Choice C rationale: N-95 respirators are designed for airborne pathogens such as Mycobacterium tuberculosis, measles virus, or varicella-zoster virus. Clostridium difficile is not airborne; it transmits via contact with contaminated surfaces or hands. Spores are shed in feces and do not aerosolize under normal conditions. Therefore, N-95 respirators offer no added protection against CDI. Airborne precautions are unnecessary unless aerosol-generating procedures are performed on patients with concurrent airborne infections. Respiratory rate normal range is 12–20 breaths/min.
Choice D rationale: Negative pressure rooms are used to contain airborne pathogens by maintaining lower air pressure inside the room, preventing contaminated air from escaping. Clostridium difficile does not spread via airborne particles but through contact with contaminated surfaces and feces. Thus, negative pressure rooms are not scientifically justified for CDI. Instead, contact isolation and environmental decontamination are prioritized. Room air exchanges are irrelevant to CDI control. Normal room air pressure is neutral unless airborne precautions are indicated.
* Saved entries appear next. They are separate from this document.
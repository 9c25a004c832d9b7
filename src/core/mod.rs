// Core algorithm exports
pub mod connections;
pub mod criteria;
pub mod distance;
pub mod params;
pub mod predicate;
pub mod proximity;
pub mod schema;

pub use connections::{are_connected, connected_profiles, Connection};
pub use criteria::{CriteriaError, CriteriaSet, FilterSpec, FilterValue};
pub use distance::{distance, distance_km, DistanceUnit, GeoPoint};
pub use params::{parse_criteria, parse_page, Direction, PageRequest, ParamError, SortOrder};
pub use predicate::{build, push_value, Clause, Comparison, Predicate, Row};
pub use proximity::{find_near, DistanceResult, Located};
pub use schema::{AttributeDef, EntitySchema, Relation, ValueKind};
Choice E rationale: Masking the client is a droplet precaution used for pathogens like influenza virus, Neisseria meningitidis, or SARS-CoV-2. Clostridium difficile does not transmit via respiratory droplets, so placing a mask on the client during transport does not reduce transmission risk. Instead, hand hygiene and contact precautions are essential. CDI spores are not expelled via coughing or sneezing. Droplet precautions are reserved for pathogens with particle size >5 µm. Normal oxygen saturation is ≥95% on room air.